Dans le monde arabe, Riyad, qui se retrouve de facto allié objectif d’Israël face à l’Iran et devant l’incompréhension partagée des politiques américaines, est sur plusieurs fronts simultanément : au Yémen, comme il est dit précédemment, avec une multitude d’enjeux à commencer par le risque d’effondrement de l’Etat central, la transformation de certaines régions en bases-arrières pour al-Qaëda (engagement militaire américain), des contentieux frontaliers difficiles à étouffer, une ingérence iranienne alimentant la rébellion chiite, etc.; en Jordanie, où Riyad se doit d’éviter l’effondrement du régime monarchique qui a voulu rester, comme le Maroc, en dehors du club monarchique du CCG, et qui a besoin de l’assistance financière des pétromonarchies pour stabiliser ses fronts internes (sociaux, politiques : islamistes, Palestiniens, réfugiés syriens etc.) et externes (conséquences de trois conflits : israélo-palestinien, irakien et syrien); en Irak, où les Américains ont laissé derrière eux un chaos généralisé, et un pays très vite récupéré par l’Iran pour tomber dans une guerre confessionnelle alimentée par la double ingérence saoudienne et iranienne et surtout, maintenant, par la guerre en Syrie; en Syrie, où les Saoudiens ont du mal encore aujourd’hui à se remettre de la déception provoquée par la survie du régime alaouite pro-iranien de Bachar el-Assad, et où l’aile la plus radicale du régime saoudien s’implique toujours aussi fortement aujourd’hui malgré le retrait des alliés.
La Syrie est la plaie ouverte des Al Saoud aujourd’hui, car elle illustre parfaitement leur impuissance sur les grands dossiers stratégiques, y compris ceux qui tombent dans leur zone d’intérêts. Ils ont échoué sur le plan diplomatique, se retrouvant seuls avec la France pour défendre une action militaire contre Damas, alors que Washington s’entendait avec Moscou sur la nécessité de privilégier une solution politique. Ils ont échoué sur le plan politique, avec une Opposition syrienne divisée, discréditée, et incapable de faire le poids face au régime, mais aussi avec des alliés arabes et islamiques (Qatar, Turquie) qui se sont avérés tout aussi impuissants sur ce dossier… Ils ont échoué sur le plan militaire, avec l’incapacité des forces combattantes qu’ils sponsorisent de remporter une quelconque victoire exploitable politiquement, jusqu’à entrer dans l’engrenage mortel de la récupération des forces islamiques djihadistes les plus radicales… En Syrie donc, la situation s’envenime et risque de déborder vers les pays voisins, affectant, directement ou indirectement, la stabilité de l’Irak, de la Turquie (avec en plus la problématique kurde et les problèmes politiques actuels), la Jordanie et le Liban. Trois mots résument cela : détermination, faiblesse et inconsistance. La détermination est celle du régime syrien, de l’Iran et de leurs alliés régionaux, et celle aussi de la Russie. La faiblesse est celle de l’Opposition syrienne, des forces combattantes maladroitement gérées, de leurs sponsors extérieurs (y compris et surtout l’Arabie saoudite). L’inconsistance est celle des acteurs internationaux qui se sont emmêlés les rangers en ne déclarant pas la guerre au bon moment… L’Arabie saoudite est au cœur de ce scénario, et les Saouds y jouent gros.

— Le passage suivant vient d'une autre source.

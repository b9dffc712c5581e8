//! # Node Factory
//!
//! Builds terms from an operator name and already-built arguments.
//!
//! ```text
//! construct("integer-add", [1, 2, 3])
//!     → alias resolution      ("int-add" → "integer-add")
//!     → catalog lookup        (Op::IntegerAdd, params [EagerSeq])
//!     → parameter binding     ([ (1,2,3) ])
//!     → Term::Node
//! ```
//!
//! A sequence parameter absorbs every argument not claimed by the fixed
//! parameters before and after it. Value and type constructors build their
//! value immediately.

use tracing::trace;

use crate::catalog::{self, Entry, Op};
use crate::error::{Arity, ConstructionError};
use crate::term::{Sequence, Term};
use crate::types::Type;

/// Build the term named `name` applied to `args`.
pub fn construct(name: &str, args: Vec<Term>) -> Result<Term, ConstructionError> {
    let entry =
        catalog::lookup(name).ok_or_else(|| ConstructionError::UnknownOperator(name.to_string()))?;
    trace!(name, arguments = args.len(), "constructing term");

    match entry {
        Entry::Funcon(op) => Ok(Term::node(op, bind(op, args)?)),
        Entry::Value(ctor) => {
            if !args.is_empty() {
                return Err(ConstructionError::Arity {
                    operator: ctor.name().to_string(),
                    expected: Arity::Exactly(0),
                    found: args.len(),
                });
            }
            Ok(ctor.build())
        }
        Entry::Type(ctor) => {
            let types = args
                .into_iter()
                .map(|arg| match arg {
                    Term::Type(ty) => Ok(Type::clone(&ty)),
                    other => Err(ConstructionError::InvalidTypeArgument {
                        operator: ctor.name().to_string(),
                        found: other.to_string(),
                    }),
                })
                .collect::<Result<Vec<_>, _>>()?;
            Ok(Term::ty(ctor.build(types)?))
        }
    }
}

/// Bind a flat argument list to the declared parameters of `op`.
///
/// Fixed parameters take one argument each. The sequence parameter, if
/// any, takes the run of arguments between the fixed ones as one
/// [`Term::Seq`].
pub fn bind(op: Op, mut args: Vec<Term>) -> Result<Vec<Term>, ConstructionError> {
    let params = op.params();
    let found = args.len();

    let Some(at) = params.iter().position(|p| p.is_sequence()) else {
        if found != params.len() {
            return Err(ConstructionError::Arity {
                operator: op.name().to_string(),
                expected: Arity::Exactly(params.len()),
                found,
            });
        }
        return Ok(args);
    };

    let fixed = params.len() - 1;
    if found < fixed {
        return Err(ConstructionError::Arity {
            operator: op.name().to_string(),
            expected: Arity::AtLeast(fixed),
            found,
        });
    }

    let after = params.len() - at - 1;
    let trailing = args.split_off(found - after);
    let absorbed = args.split_off(at);
    args.push(Term::Seq(Sequence::new(absorbed)));
    args.extend(trailing);
    Ok(args)
}

/// Undo [`bind`]: the parameters of a node as one flat argument list,
/// with `replacement` spliced in at `index`.
pub fn flatten_params(op: Op, params: &[Term], index: usize, replacement: Sequence) -> Vec<Term> {
    let shape = op.params();
    let mut flat = Vec::with_capacity(params.len() + replacement.len());
    for (position, param) in params.iter().enumerate() {
        if position == index {
            flat.extend(replacement.iter().cloned());
        } else if shape.get(position).is_some_and(|p| p.is_sequence()) {
            flat.extend(param.clone().into_sequence().iter().cloned());
        } else {
            flat.push(param.clone());
        }
    }
    flat
}

/// An integer literal from its source text.
pub fn integer(text: &str) -> Result<Term, ConstructionError> {
    text.parse::<i64>()
        .map(Term::Int)
        .map_err(|_| ConstructionError::InvalidLiteral(text.to_string()))
}

/// A character literal from its text between the quotes.
pub fn character(text: &str) -> Result<Term, ConstructionError> {
    let unescaped = unescape(text);
    let mut chars = unescaped.chars();
    match (chars.next(), chars.next()) {
        (Some(c), None) => Ok(Term::Char(c)),
        _ => Err(ConstructionError::InvalidLiteral(format!("'{text}'"))),
    }
}

/// A string literal from its text between the quotes.
pub fn string(text: &str) -> Term {
    Term::string(&unescape(text))
}

fn unescape(text: &str) -> String {
    let mut result = String::with_capacity(text.len());
    let mut chars = text.chars();
    while let Some(c) = chars.next() {
        if c != '\\' {
            result.push(c);
            continue;
        }
        match chars.next() {
            Some('n') => result.push('\n'),
            Some('t') => result.push('\t'),
            Some('r') => result.push('\r'),
            Some('0') => result.push('\0'),
            Some(other) => result.push(other),
            None => result.push('\\'),
        }
    }
    result
}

Au Liban, l’Arabie saoudite, qui vient de mettre $3md pour financer l’équipement par la France de l’Armée libanaise avec comme ultime objectif celui d’éviter l’effondrement de l’Accord de Taëf favorable à ses protégés sunnites, s’enfonce lentement mais sûrement dans une guerre des services face aux courants radicaux à Téhéran, au risque d’enflammer le pays.
Sur le dossier israélo-palestinien, qui redevient une priorité pour l’administration américaine, les Saoudiens s’efforcent de ne pas perdre pied, totalement, surtout avec l’éloignement observé du Hamas par rapport à l’axe syro-iranien et avec le retournement de la situation en cours en Egypte.
En Egypte, les Saoudiens, qui regrettent toujours le renversement de Hosni Moubarak, vivent une de leurs batailles les plus importantes et les plus subtiles aussi : étouffer les Frères Musulmans, ennemis jurés des Saouds, installer un pouvoir qui leur soit favorable (le soutien au général Sissi attise les tensions entre Riyad et Doha, et commence à éloigner Riyad et Abu Dhabi en Egypte), jouer sur les contradictions américaines et russes pour obtenir le meilleur deal, reconstituer le “système arabe” dont Riyad et Le Caire constituaient jadis les piliers.
Les autres scènes bouillonnantes du monde arabe ne laissent pas l’Arabie saoudite indifférente : il y a la Libye, qui risque l’implosion, la Tunisie, qui vit une métamorphose incertaine, le Maroc, qui tend à devenir dépendant financièrement de ses amitiés arabes du Golfe, et l’Algérie, qui risque à tout moment de perdre sa stabilité forcée. C’est le cas aussi de pays tels l’Afghanistan et le Pakistan qui demeurent bien visibles sur le radar des architectes de la sécurité nationale et de la diplomatie du royaume. Mais ce sont des scènes, plus proches, le Golfe, la Péninsule arabique, le Levant (Irak, Syrie, Liban) et l’Egypte, qui mobilisent les énergies saoudiennes, actuellement. Ces scènes sont celles qui mettent en confrontation les Saoudiens avec leurs deux ennemis du moment : les Iraniens, rebaptisés “perso-chiites” pour les impératifs du moment, et les Frères Musulmans. Pour les Saoudiens, l’année 2014 sera celle de tous les engagements avec les Iraniens et les Frères Musulmans, et leurs relais respectifs. En attendant d’éventuels arrangements régionaux, sous de souhaitables et d’inévitables parapluies internationaux, pour espérer apaiser ces multiples fronts.